Tears prick his eyes, but he manages to hold them back. “Why would you do that to my little peanut?” he teases. “Traumatize her like that? That thing probably stinks.”
“It smells like you. And that’s the best smell in the world. I miss you. So much. And I can’t wait to see you. I hope it’s sooner rather than later."
“I hope so, too. I miss you. I love you.”
“I love you too, Tyler. Take that with you, okay? Wherever you go, whatever you get mixed up in.”
“I will,” he promises. “Talk later.”
“Be safe. Please. Be smart. You’ve got this. I know you do. You’re strong and you’re tough and nothing Mahajan throws at you is too much.”
“You’re good for my ego, you know that?”
“I’m in your corner. No matter what. We’ll talk soon,”
“We will,” he confirms, then waits for her to disconnect the call before hanging up himself.
****
“Well?” Koen asks when he steps back into the room. “Everything good on the home front’?”
“Best it can be, I guess.”
“Felt good, didn't it? Being able to talk to her. Hearing her voice like that?”
Tyler smirks, dropping his cell onto the bedside table. “When the fuck did you get so sappy?”
“There was a time where I did love all my ex wives, you know. When I liked hearing their voices. Now all I feel is a cold chill if I hear even the slightest peep from those three hens. Nice seeing you this way. All head over heels, a fool in love for someone. Considering I know what you were like when you were with Sarah. Back when you THOUGHT you were in love.”
“Do we have to talk about her? Nothing good ever comes from talking about her.” He stretches out in the middle of the bed, pillows behind his back as he leans against the headboard. “When is the food showing up? I’m fucking starvin’.”
“Soon. And all I’m saying is that there’s a huge difference between the guy you were with Sarah and the guy you are with Esme. Back then, you thought you were in love. Now you really are. It’s written all over your damn face. Every time you look at her, it’s right there. How you feel. And you can’t tell me you don’t see the difference.
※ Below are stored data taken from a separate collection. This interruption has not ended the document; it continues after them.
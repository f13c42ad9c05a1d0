//! Renderer abstraction for browser-based page rendering.
//!
//! Defines the `Renderer`, `RenderContext` and `EngineLauncher` traits that
//! abstract over the browser engine (Chromium via chromiumoxide in
//! production, an in-memory scripted site for fixtures and tests).

pub mod chromium;
#[cfg(any(test, feature = "testing"))]
pub mod scripted;

use std::sync::Arc;

use async_trait::async_trait;
use futures::stream::BoxStream;

use crate::types::{ScoutError, ScoutResult};

/// A network response observed inside a rendering context.
#[derive(Debug, Clone, PartialEq, Eq)]
pub struct NetworkResponse {
    pub url: String,
    pub status: u16,
    /// Whether this response carried a document (a navigation), as opposed to
    /// a script, image, XHR or media subresource.
    pub document: bool,
}

/// Live feed of responses received by one context, in arrival order.
///
/// Each call to [`RenderContext::network_responses`] yields an independent
/// subscription; dropping the stream detaches it.
pub type ResponseStream = BoxStream<'static, NetworkResponse>;

/// A running browser engine that can create isolated rendering contexts.
#[async_trait]
pub trait Renderer: Send + Sync {
    /// Create a new isolated context (one tab with its own cookie jar).
    async fn new_context(&self) -> ScoutResult<Box<dyn RenderContext>>;
    /// Whether the underlying engine process is still usable.
    fn is_alive(&self) -> bool;
    /// Shut down the browser engine.
    async fn shutdown(&self) -> ScoutResult<()>;
    /// Number of currently open contexts.
    fn active_contexts(&self) -> usize;
}

/// A single browser context (tab).
#[async_trait]
pub trait RenderContext: Send + Sync {
    /// Load `url` and return the main document's HTTP status.
    async fn goto(&self, url: &str) -> ScoutResult<u16>;
    /// Serialized DOM of the current document, after script execution.
    async fn content(&self) -> ScoutResult<String>;
    /// Whether `selector` matches at least one node right now.
    async fn has_selector(&self, selector: &str) -> ScoutResult<bool>;
    /// Subscribe to responses received from now on.
    async fn network_responses(&self) -> ScoutResult<ResponseStream>;
    /// Close this context.
    async fn close(self: Box<Self>) -> ScoutResult<()>;
}

/// Starts engines for the session pool.
#[async_trait]
pub trait EngineLauncher: Send + Sync {
    async fn launch(&self) -> ScoutResult<Arc<dyn Renderer>>;
}

/// A launcher that never succeeds, used when no browser is installed.
///
/// Every acquisition fails with `EngineUnavailable`; the rest of the
/// service (validation, routing, health) keeps working.
pub struct NoopLauncher;

#[async_trait]
impl EngineLauncher for NoopLauncher {
    async fn launch(&self) -> ScoutResult<Arc<dyn Renderer>> {
        Err(ScoutError::EngineUnavailable(
            "Browser not available: no Chromium binary was found".to_string(),
        ))
    }
}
FEEL the difference. Between the two.”
“Of course I do. It’s night and day.”
“You two are still so loved up on each other. I know I complain that it’s nauseating and annoying, but it’s actually really nice. Seeing you like that. Loving someone; them loving you. You deserved it. Finding that. Finding HER. It’s changed you. SHE’S changed you.”
“For good or…?”
“Of course for good, don’t be a dumb ass. She’s the best damn thing that’s ever happened to you. Her and those kids. She made you a daddy again. You ask me, she deserves you worshipping the ground she walks on. And you’re a good daddy. A damn good one.”
“I’m just doing whatever I can do to make up for the shitty I mess I made the first time around.”
Koen frowns. “Don’t do that, mate. Don’t compare those kids to what you lost. They’re not a replacement for Austin. Don’t talk like they are. And don’t treat them like they are. They deserve better than that. You did a crappy thing; we all do crappy things. But that’s a long time ago and you’re a different man now and them kids aren’t holding the past against you. You’re doing that all on your own. You have this uncanny ability to fuck your life up without even trying. Those kids don’t care who you were back then. Just who you are now.”
Tyler sighs. “You talk a lot of shit, you know that?”
“I’m talking the truth. You just hate hearing it for some reason. You hate when other peoples’ narratives don’t match your own. When they don’t see you as the shitty human you see yourself as. Knock that shit off. You’re better than you think.”
“Maybe,” Tyler agrees. “Maybe I am. But sometimes I wonder if I did the right thing. If I should have forced her to leave; when I woke up after Dhaka. If I should have found a way to get her to take off.”
Koen scowls. “You’re taking shit and you know it.”
“I was selfish. I wanted her to stay. I liked the way she made me feel. Not just the sex part of things. I mean everything. I liked having her around. I liked hearing her voice and seeing her smile. I liked how she looked at me. She didn’t look at me with pity or disgust. She looked at me like I was worth something. Like I wasn’t just a big fucking mess.”
“She saw the potential.” Koen reasons. “We all saw it. Just took her to get out of you.”
“But I kept her there for me. I didn’t think about what it would do to her; being mixed up with someone like me. And I should have. I should realized I’d only make her life a big fucking mess.”
“If she wanted to leave, she would have. You didn’t force her to stay.”
“I didn’t make her leave, either. And I should have. Especially after she found out about the baby.”
Koen’s eyes narrow. “What the fuck you going on about?”
“She would have been better going back to the States and having the baby on her own and never bothering with me again.”
“That’s horseshit and you know it! You really think you could have lived like that? Knowing you had a kid out there? Yet never knowing if it was a boy or a girl or even their name or what they looked like? You wouldn’t have been able to live like that; knowing you had blood out there So quit talking crazy. Look at that little girl. Think about her. How much she loves her daddy.”
“I’m a selfish fuck,” Tyler insists. “For getting married. Having kids. Dragging them all into this.”
“You didn’t drag anyone into anything,” Koen argues. “Esme stayed. She chose to be with you. And no matter what you could have said or done to push her away, it wouldn’t have worked. Her mind was made up. She wanted to be with you. For some fucking reason,”
“She deserves better than this. So do those kids.”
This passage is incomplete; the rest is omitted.